VII. Conclusion and Disposition
51 I would answer the issue posed in this appeal in the affirmative. The Court of Appeal for Ontario erred in finding that the considerations relating to s. 7 of the Charter were not engaged at the committal stage of the extradition proceedings.
52 By placing undue pressure on Canadian citizens to forego due legal process in Canada, the foreign State has disentitled itself from pursuing its recourse before the courts and attempting to show why extradition should legally proceed. The intimidation bore directly upon the very proceedings before the extradition judge, thus engaging the appellants’ right to fundamental justice at common law, under the doctrine of abuse of process, and as also reflected in s. 7 of the Charter. The extradition judge did not need to await a ministerial decision in the circumstances, as the breach of the principles of fundamental justice was directly and inextricably tied to the committal hearing.

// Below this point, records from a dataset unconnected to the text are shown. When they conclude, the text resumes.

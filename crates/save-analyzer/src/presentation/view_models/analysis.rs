use serde::Serialize;
use std::fmt;

use crate::presentation::formatters::format_duration;
use crate::presentation::formatters::session_table::SessionTableView;

#[derive(Debug, Serialize)]
pub struct AnalysisViewModel {
    pub settings: AnalysisSettings,
    pub sessions: Vec<SessionRow>,
    pub summary: SummaryViewModel,
}

#[derive(Debug, Serialize)]
pub struct AnalysisSettings {
    pub save_dir: String,
    pub gap_threshold_secs: i64,
    pub min_saves: usize,
    pub show_table: bool,
}

#[derive(Debug, Clone, Serialize)]
pub struct SessionRow {
    pub ordinal: usize,
    pub duration_secs: i64,
    pub saves: usize,
    pub save_rate_secs: i64,
    pub start_ts: i64,
    pub end_ts: i64,
}

#[derive(Debug, Serialize)]
pub struct SummaryViewModel {
    pub total_saves: usize,
    pub session_count: usize,
    pub total_duration_secs: i64,
    pub longest_duration_secs: i64,
    pub filtered_runs: usize,
}

impl fmt::Display for AnalysisViewModel {
    fn fmt(&self, f: &mut fmt::Formatter) -> fmt::Result {
        if self.settings.show_table {
            writeln!(f, "{}", SessionTableView::new(&self.sessions))?;
        }

        write!(f, "{}", self.summary)
    }
}

impl fmt::Display for SummaryViewModel {
    fn fmt(&self, f: &mut fmt::Formatter) -> fmt::Result {
        writeln!(f, "saves: {};", self.total_saves)?;
        writeln!(f, "sessions: {};", self.session_count)?;
        writeln!(
            f,
            "total time: {};",
            format_duration(self.total_duration_secs)
        )?;
        writeln!(
            f,
            "longest session time: {}",
            format_duration(self.longest_duration_secs)
        )
    }
}
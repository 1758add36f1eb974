use crate::presentation::formatters::{format_duration, format_stamp};
use crate::presentation::view_models::SessionRow;
use comfy_table::{Cell, CellAlignment, Color, ContentArrangement, Table, presets::UTF8_FULL};
use std::fmt;

const HEADERS: [&str; 6] = [
    "#",
    "duration",
    "saves",
    "saves rate",
    "session start",
    "session stop",
];

pub struct SessionTableView<'a> {
    rows: &'a [SessionRow],
}

impl<'a> SessionTableView<'a> {
    pub fn new(rows: &'a [SessionRow]) -> Self {
        Self { rows }
    }

    fn build(&self) -> Table {
        let mut table = Table::new();
        table
            .load_preset(UTF8_FULL)
            .set_content_arrangement(ContentArrangement::Dynamic)
            .set_header(HEADERS.iter().map(|h| Cell::new(h).fg(Color::White)));

        for row in self.rows {
            table.add_row(vec![
                Cell::new(row.ordinal).set_alignment(CellAlignment::Right),
                Cell::new(format_duration(row.duration_secs)).fg(Color::Cyan),
                Cell::new(row.saves).set_alignment(CellAlignment::Right),
                Cell::new(format_duration(row.save_rate_secs)),
                Cell::new(format_stamp(row.start_ts)).fg(Color::DarkGrey),
                Cell::new(format_stamp(row.end_ts)).fg(Color::DarkGrey),
            ]);
        }

        table
    }
}

impl fmt::Display for SessionTableView<'_> {
    fn fmt(&self, f: &mut fmt::Formatter<'_>) -> fmt::Result {
        write!(f, "{}", self.build())
    }
}
use anyhow::{Context, Result, bail};
use chrono::{DateTime, Utc};
use std::path::{Path, PathBuf};
use tracing::{debug, warn};
use walkdir::WalkDir;

/// Pick the directory to scan.
///
/// An explicit path must be an existing directory. Without one, the
/// directory holding the running executable is used.
pub fn resolve_save_dir(explicit: Option<&Path>) -> Result<PathBuf> {
    match explicit {
        Some(path) => {
            let is_dir = std::fs::metadata(path)
                .map(|meta| meta.is_dir())
                .unwrap_or(false);
            if !is_dir {
                bail!(
                    "dir path is incorrect or dir does not exist: {}",
                    path.display()
                );
            }
            Ok(path.to_path_buf())
        }
        None => {
            let exe = std::env::current_exe().context("can't get dir")?;
            exe.parent()
                .map(Path::to_path_buf)
                .context("can't get dir: executable has no parent directory")
        }
    }
}

/// Last-modified times (Unix seconds) of the files directly inside `dir`.
///
/// Sub-directories are skipped; entries whose metadata cannot be read are
/// skipped with a warning.
pub fn load_save_timestamps(dir: &Path) -> Result<Vec<i64>> {
    let mut timestamps = Vec::new();
    let mut skipped_dirs = 0usize;

    for entry in WalkDir::new(dir).min_depth(1).max_depth(1) {
        let entry = match entry {
            Ok(entry) => entry,
            Err(err) if err.depth() == 0 => {
                return Err(err)
                    .with_context(|| format!("read save dir error: {}", dir.display()));
            }
            Err(err) => {
                warn!("Skipping unreadable entry: {}", err);
                continue;
            }
        };

        if entry.file_type().is_dir() {
            skipped_dirs += 1;
            continue;
        }

        let modified = entry
            .metadata()
            .map_err(anyhow::Error::from)
            .and_then(|meta| meta.modified().map_err(anyhow::Error::from));

        match modified {
            Ok(mtime) => timestamps.push(DateTime::<Utc>::from(mtime).timestamp()),
            Err(err) => warn!(
                "Skipping {}: cannot read modification time: {}",
                entry.path().display(),
                err
            ),
        }
    }

    debug!(
        "Loaded {} save timestamp(s) from {} ({} sub-directories skipped)",
        timestamps.len(),
        dir.display(),
        skipped_dirs
    );

    Ok(timestamps)
}
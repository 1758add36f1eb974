//! # Presentation Layer
//!
//! Output for the analyzer follows a one-way flow so that the segmentation
//! engine never knows how its results are shown:
//!
//! ```text
//! [ Handler ] --> [ Presenter ] --> [ ViewModel ] --> [ Renderer ] --> [ Output ]
//!    (Controller)      (Converter)       (Contract)       (Driver)      (Text/JSON)
//! ```
//!
//! ## Directory Guide
//!
//! ### 1. `view_models/` (The Data Contract)
//! * Plain data, `Serialize`. Numbers stay numbers (`duration_secs`, `start_ts`);
//!   JSON output is an API.
//! * Text layout lives in each view model's `fmt::Display`.
//!
//! ### 2. `presenters/` (The Transformation Logic)
//! * Converts a `SegmentReport` into a view model and decides on badges and tips.
//!
//! ### 3. `renderers/` (The Output Strategy)
//! * Switches between JSON and text, adds badge and tips, handles color.
//!
//! ### 4. `formatters/` (The Utilities)
//! * Go-style durations, local timestamps, the sessions table.

pub mod formatters;
pub mod presenters;
pub mod renderers;
pub mod view_models;

pub use renderers::{ConsoleRenderer, Renderer};
pub use view_models::{CommandResultViewModel, Guidance, OutputFormat, StatusBadge, StatusLevel};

53 In my view, the extradition judge had the jurisdiction to control the integrity of the proceedings before him, and to grant a remedy, both at common law and under the Charter, for abuse of process. He was also correct in concluding as he did that this was one of the clearest of cases where to proceed further with the extradition hearing would violate “those fundamental principles of justice which underlie the community’s sense of fair play and decency” (Keyowski, supra, at pp. 658-59), since the Requesting State in the proceedings, represented by the Attorney General of Canada, had not repudiated the statements of some of its officials that an unconscionable price would be paid by the appellants for having insisted on exercising their rights under Canadian law.
54 Accordingly I would allow the appeal, set aside the order of the Court of Appeal for Ontario and reinstate the order of Hawkins J. staying the extradition proceedings.
Solicitors for the appellant Harry Cobb: Stern & Landesman, Toronto.
Solicitors for the appellant Allen Grossman: Greenspan, Humphrey, Lavine, Toronto.
Solicitor for the respondent: The Department of Justice, Toronto.